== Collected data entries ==

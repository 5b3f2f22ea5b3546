use std::fmt;

use serde::{Deserialize, Serialize};
use uuid::Uuid;

macro_rules! id_newtype {
    ($name:ident) => {
        #[derive(Debug, Clone, PartialEq, Eq, Hash, Default, Serialize, Deserialize)]
        #[serde(transparent)]
        pub struct $name(pub String);

        impl $name {
            pub fn new(raw: impl Into<String>) -> Self {
                Self(raw.into())
            }

            pub fn as_str(&self) -> &str {
                &self.0
            }
        }

        impl From<String> for $name {
            fn from(raw: String) -> Self {
                Self(raw)
            }
        }

        impl fmt::Display for $name {
            fn fmt(&self, f: &mut fmt::Formatter<'_>) -> fmt::Result {
                f.write_str(&self.0)
            }
        }
    };
}

macro_rules! entity_id {
    ($name:ident) => {
        id_newtype!($name);

        impl $name {
            /// Fresh random 128-bit identifier.
            pub fn generate() -> Self {
                Self(Uuid::new_v4().to_string())
            }
        }
    };
}

entity_id!(TeacherId);
entity_id!(RoomId);
entity_id!(ClassId);
id_newtype!(SlotId);

#[derive(Debug, Clone, PartialEq, Eq, Serialize, Deserialize)]
pub struct Teacher {
    pub id: TeacherId,
    pub name: String,
    pub qualifications: Vec<String>,
}

#[derive(Debug, Clone, PartialEq, Eq, Serialize, Deserialize)]
pub struct Room {
    pub id: RoomId,
    pub name: String,
    /// `None` when the entered capacity was not a number; sent as `null`.
    pub capacity: Option<i64>,
}

#[derive(Debug, Clone, PartialEq, Eq, Serialize, Deserialize)]
pub struct SchoolClass {
    pub id: ClassId,
    pub name: String,
    pub subject: String,
    pub required_sessions: Option<i64>,
    /// `None` means any qualified teacher may take the class.
    pub teacher_id: Option<TeacherId>,
}

#[derive(Debug, Clone, Copy, PartialEq, Eq, Hash, Serialize, Deserialize)]
pub enum Weekday {
    Mon,
    Tue,
    Wed,
    Thu,
    Fri,
}

impl Weekday {
    pub const ALL: [Weekday; 5] = [
        Weekday::Mon,
        Weekday::Tue,
        Weekday::Wed,
        Weekday::Thu,
        Weekday::Fri,
    ];

    pub fn label(self) -> &'static str {
        match self {
            Weekday::Mon => "Mon",
            Weekday::Tue => "Tue",
            Weekday::Wed => "Wed",
            Weekday::Thu => "Thu",
            Weekday::Fri => "Fri",
        }
    }
}

impl fmt::Display for Weekday {
    fn fmt(&self, f: &mut fmt::Formatter<'_>) -> fmt::Result {
        f.write_str(self.label())
    }
}

#[derive(Debug, Clone, PartialEq, Eq, Serialize, Deserialize)]
pub struct TimeSlot {
    pub id: SlotId,
    pub day: Weekday,
    pub period: u8,
}

#[cfg(test)]
mod tests {
    use super::*;
    use serde_json::json;

    #[test]
    fn generated_ids_are_distinct_uuids() {
        let a = TeacherId::generate();
        let b = TeacherId::generate();
        assert_ne!(a, b);
        assert!(Uuid::parse_str(a.as_str()).is_ok());
    }

    #[test]
    fn class_without_teacher_serializes_null_reference() {
        let class = SchoolClass {
            id: ClassId::new("c1"),
            name: "Algebra".into(),
            subject: "Math".into(),
            required_sessions: Some(3),
            teacher_id: None,
        };
        assert_eq!(
            serde_json::to_value(&class).expect("serialize"),
            json!({
                "id": "c1",
                "name": "Algebra",
                "subject": "Math",
                "required_sessions": 3,
                "teacher_id": null
            })
        );
    }

    #[test]
    fn unparsed_capacity_is_sent_as_null() {
        let room = Room {
            id: RoomId::new("r1"),
            name: "Lab".into(),
            capacity: None,
        };
        let value = serde_json::to_value(&room).expect("serialize");
        assert_eq!(value["capacity"], serde_json::Value::Null);
    }

    #[test]
    fn time_slot_day_uses_short_label() {
        let slot = TimeSlot {
            id: SlotId::new("slot_7"),
            day: Weekday::Tue,
            period: 3,
        };
        assert_eq!(
            serde_json::to_value(&slot).expect("serialize"),
            json!({ "id": "slot_7", "day": "Tue", "period": 3 })
        );
    }
}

== Work order ==
Read through the data above. Report each line that has the word "impl".

== Problem solution ==
        impl $name {
            pub fn new(raw: impl Into<String>) -> Self {
        impl From<String> for $name {
        impl fmt::Display for $name {
        impl $name {
impl Weekday {
impl fmt::Display for Weekday {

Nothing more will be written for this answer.